People can decide for themselves if they want to use this method or not. It works for me, never had an issue doing similar in way worse environments for over 20 years. It is just another option available. Lots of other ways to do it as well.

And I'm just a dumb maintenance guy so I coudn't possibly know as much as you :D

I might add that in all my years of doing this stuff (not in theory but in real life) I have never seen a reference for making a splice per your suggested method of including the insulation in the stripped section of the joint.

Bill_H
05-02-2011, 01:18 PM
When it came time for me to learn about crimping, I went here:
http://www.aeroelectric.com/articles.html
Bob Nuckolls site - and read several excellent "how-to" and "why" articles, and have had no problems after that.
Bill H.

krw5927
05-02-2011, 01:53 PM
There are a couple other "Aeroelectric-approved" options that haven't yet been explored. Bob N. says you can crimp multiple wires in a single terminal. So how about cutting an additional short length of the same small-gauge wire, stripping both ends, doubling it over, and crimping both ends AND the original wire into the terminal? That will give you the additional bulk to make a good crimp.

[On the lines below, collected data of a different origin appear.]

//! Scenario: submission through the daemon and the local order desk.
//!
//! # Invariants under test
//!
//! - Submitting with the gate closed sends nothing.
//! - An accepted order resets the form and shows the server's message.
//! - A rejected order keeps the values and shows the failure message.
//! - `POST /api/order` answers 201 / 422 / 400 and is absent when disabled.

use std::sync::atomic::{AtomicUsize, Ordering};
use std::sync::Arc;

use axum::http::{Request, StatusCode};
use http_body_util::BodyExt;
use pzo_client::{OrderAccepted, OrderEndpoint, SubmitError};
use pzo_daemon::{routes, state};
use pzo_schemas::OrderRequest;
use tower::ServiceExt; // oneshot

// ---------------------------------------------------------------------------
// Helpers
// ---------------------------------------------------------------------------

struct StubEndpoint {
    answer: Result<OrderAccepted, SubmitError>,
    calls: AtomicUsize,
}

impl StubEndpoint {
    fn new(answer: Result<OrderAccepted, SubmitError>) -> Arc<Self> {
        Arc::new(Self {
            answer,
            calls: AtomicUsize::new(0),
        })
    }
}

#[async_trait::async_trait]
impl OrderEndpoint for StubEndpoint {
    fn endpoint_name(&self) -> &'static str {
        "stub"
    }

    async fn place_order(&self, _order: &OrderRequest) -> Result<OrderAccepted, SubmitError> {
        self.calls.fetch_add(1, Ordering::SeqCst);
        self.answer.clone()
    }
}

fn accepted(msg: &str) -> Result<OrderAccepted, SubmitError> {
    Ok(OrderAccepted {
        message: msg.to_string(),
    })
}

async fn call(router: axum::Router, req: Request<axum::body::Body>) -> (StatusCode, bytes::Bytes) {
    let resp = router.oneshot(req).await.expect("oneshot failed");
    let status = resp.status();
    let body = resp
        .into_body()
        .collect()
        .await
        .expect("body collect failed")
        .to_bytes();
    (status, body)
}

fn parse_json(b: bytes::Bytes) -> serde_json::Value {
    serde_json::from_slice(&b).expect("body is not valid JSON")
}

fn post_json(uri: &str, body: serde_json::Value) -> Request<axum::body::Body> {
    Request::builder()
        .method("POST")
        .uri(uri)
        .header("content-type", "application/json")
        .body(axum::body::Body::from(body.to_string()))
        .unwrap()
}

fn post_empty(uri: &str) -> Request<axum::body::Body> {
    Request::builder()
        .method("POST")
        .uri(uri)
        .body(axum::body::Body::empty())
        .unwrap()
}

async fn fill_valid(st: &Arc<state::AppState>) {
    for edit in [
        serde_json::json!({"field": "fullName", "value": "Jordan"}),
        serde_json::json!({"field": "size", "value": "M"}),
        serde_json::json!({"field": "toppings", "id": "1", "checked": true}),
    ] {
        let (status, _) = call(
            routes::build_router(Arc::clone(st)),
            post_json("/v1/form/field", edit),
        )
        .await;
        assert_eq!(status, StatusCode::OK);
    }
}

// ---------------------------------------------------------------------------
// POST /v1/form/submit
// ---------------------------------------------------------------------------

#[tokio::test]
async fn submit_with_closed_gate_sends_nothing() {
    let endpoint = StubEndpoint::new(accepted("Order placed"));
    let st = Arc::new(state::AppState::new(endpoint.clone(), true));

    let (status, body) = call(routes::build_router(st), post_empty("/v1/form/submit")).await;

    assert_eq!(status, StatusCode::OK);
    let json = parse_json(body);
    assert_eq!(json["status"], "gate_closed");
    assert_eq!(json["form"]["phase"]["state"], "idle");
    assert_eq!(endpoint.calls.load(Ordering::SeqCst), 0);
}

#[tokio::test]
async fn accepted_submit_resets_form() {
    let endpoint = StubEndpoint::new(accepted("Order placed"));
    let st = Arc::new(state::AppState::new(endpoint.clone(), true));
    fill_valid(&st).await;

    let (status, body) = call(
        routes::build_router(Arc::clone(&st)),
        post_empty("/v1/form/submit"),
    )
    .await;

    assert_eq!(status, StatusCode::OK);
    let json = parse_json(body);
    assert_eq!(json["status"], "resolved");
    assert_eq!(json["form"]["outcome"]["kind"], "success");
    assert_eq!(json["form"]["outcome"]["message"], "Order placed");
    assert_eq!(json["form"]["values"]["fullName"], "");
    assert_eq!(json["form"]["values"]["toppings"], serde_json::json!([]));
    assert_eq!(json["form"]["canSubmit"], false);
    assert_eq!(json["form"]["phase"]["accepted"], true);
    assert_eq!(endpoint.calls.load(Ordering::SeqCst), 1);
}

#[tokio::test]
async fn rejected_submit_keeps_values() {
    let endpoint = StubEndpoint::new(Err(SubmitError::Rejected {
        status: 422,
        message: Some("size must be S or M or L".to_string()),
    }));
    let st = Arc::new(state::AppState::new(endpoint, true));
    fill_valid(&st).await;

    let (_, body) = call(routes::build_router(st), post_empty("/v1/form/submit")).await;

    let json = parse_json(body);
    assert_eq!(json["status"], "resolved");
    assert_eq!(json["form"]["outcome"]["kind"], "failure");
    assert_eq!(json["form"]["outcome"]["message"], "size must be S or M or L");
    assert_eq!(json["form"]["values"]["fullName"], "Jordan");
    assert_eq!(json["form"]["values"]["size"], "M");
    assert_eq!(json["form"]["canSubmit"], true);
}

#[tokio::test]
async fn html_place_order_shows_success_banner() {
    let endpoint = StubEndpoint::new(accepted("Order placed"));
    let st = Arc::new(state::AppState::new(endpoint, true));

    let req = Request::builder()
        .method("POST")
        .uri("/order")
        .header("content-type", "application/x-www-form-urlencoded")
        .body(axum::body::Body::from(
            "fullName=Jordan&size=L&topping_2=on&action=submit",
        ))
        .unwrap();
    let (status, body) = call(routes::build_router(st), req).await;

    assert_eq!(status, StatusCode::OK);
    let html = String::from_utf8_lossy(&body);
    assert!(html.contains("<div class=\"success\">Order placed</div>"));
    assert!(html.contains("value=\"\""));
}

// ---------------------------------------------------------------------------
// POST /api/order (local desk)
// ---------------------------------------------------------------------------

#[tokio::test]
async fn desk_accepts_valid_order() {
    let st = Arc::new(state::AppState::new(StubEndpoint::new(accepted("x")), true));

    let (status, body) = call(
        routes::build_router(st),
        post_json(
            "/api/order",
            serde_json::json!({"fullName": "Jordan", "size": "M", "toppings": ["1"]}),
        ),
    )
    .await;

    assert_eq!(status, StatusCode::CREATED);
    assert_eq!(
        parse_json(body)["message"],
        "Thank you for your order, Jordan! Your medium pizza with 1 topping is on the way."
    );
}

#[tokio::test]
async fn desk_rejects_invalid_order_with_first_violation() {
    let st = Arc::new(state::AppState::new(StubEndpoint::new(accepted("x")), true));

    let (status, body) = call(
        routes::build_router(st),
        post_json(
            "/api/order",
            serde_json::json!({"fullName": "Jordan", "size": "XL", "toppings": []}),
        ),
    )
    .await;

    assert_eq!(status, StatusCode::UNPROCESSABLE_ENTITY);
    assert_eq!(parse_json(body)["message"], "size must be S or M or L");
}

#[tokio::test]
async fn desk_rejects_non_json_body() {
    let st = Arc::new(state::AppState::new(StubEndpoint::new(accepted("x")), true));

    let req = Request::builder()
        .method("POST")
        .uri("/api/order")
        .body(axum::body::Body::from("not json"))
        .unwrap();
    let (status, body) = call(routes::build_router(st), req).await;

    assert_eq!(status, StatusCode::BAD_REQUEST);
    assert_eq!(parse_json(body)["message"], "order body must be a JSON object");
}

#[tokio::test]
async fn desk_absent_when_disabled() {
    let st = Arc::new(state::AppState::new(StubEndpoint::new(accepted("x")), false));

    let (status, _) = call(
        routes::build_router(st),
        post_json(
            "/api/order",
            serde_json::json!({"fullName": "Jordan", "size": "M", "toppings": []}),
        ),
    )
    .await;

    assert_eq!(status, StatusCode::NOT_FOUND);
}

Or, one could solder a lap splice to a larger gauge of wire (20ga or thicker) that would then be crimped into the terminal.

What's everyone think of those options?

DEWATSON
05-02-2011, 02:42 PM
I've used Brantel's method for a little over 35 years and I've never had a problem. It also provides strain relief for the connection. I then put shrink tubing over the crimp and shrink it for additional strain relief. It makes a very nice job.

Brantel
05-03-2011, 06:11 AM
http://i53.tinypic.com/28bs19w.jpg

I did a cross section cut and grind on some test terminals last night.

The one on the left is a 24ga wire stripped, folded over on itself and then crimped with a 22ga crimp and a good aviation quality racheting double crimper.

The middle one is the same but with the wire folded back over the insulation and the insulation and wire crimped in the terminal.

The right one is the same but with the wire folded on itself and then folded again back on the insulation and the wire and insulation all crimped together.

You can see that the insulation does occupy space in the crimp but it is not a void and appears to be gas tight.

After some test, I can't imagine how you could ever pull a 24ga wire out of a 22ga crimp that was properly crimped with a good crimper. I would never use something smaller than 24ga in an airplane just because the wire is too fragile and too hard to fuse properly with normal fuses/breakers.

Neal@F14
05-03-2011, 08:44 AM
I've also used Brantel's method for many years and it's worked well for me too.

jdeas
05-03-2011, 02:00 PM
I would not recommend crimping over insulation. Jacket degradation, insulation creep etc could cause the connection to be less than airtight. Corrosion needs air so add wire, fold it over etc but make sure the final connection is gas tight metal to metal. Make a test crimp with a doubled wire or filler wire. Pull it apart. If the wire breaks instead of pulling out of the connector then you have a good solution.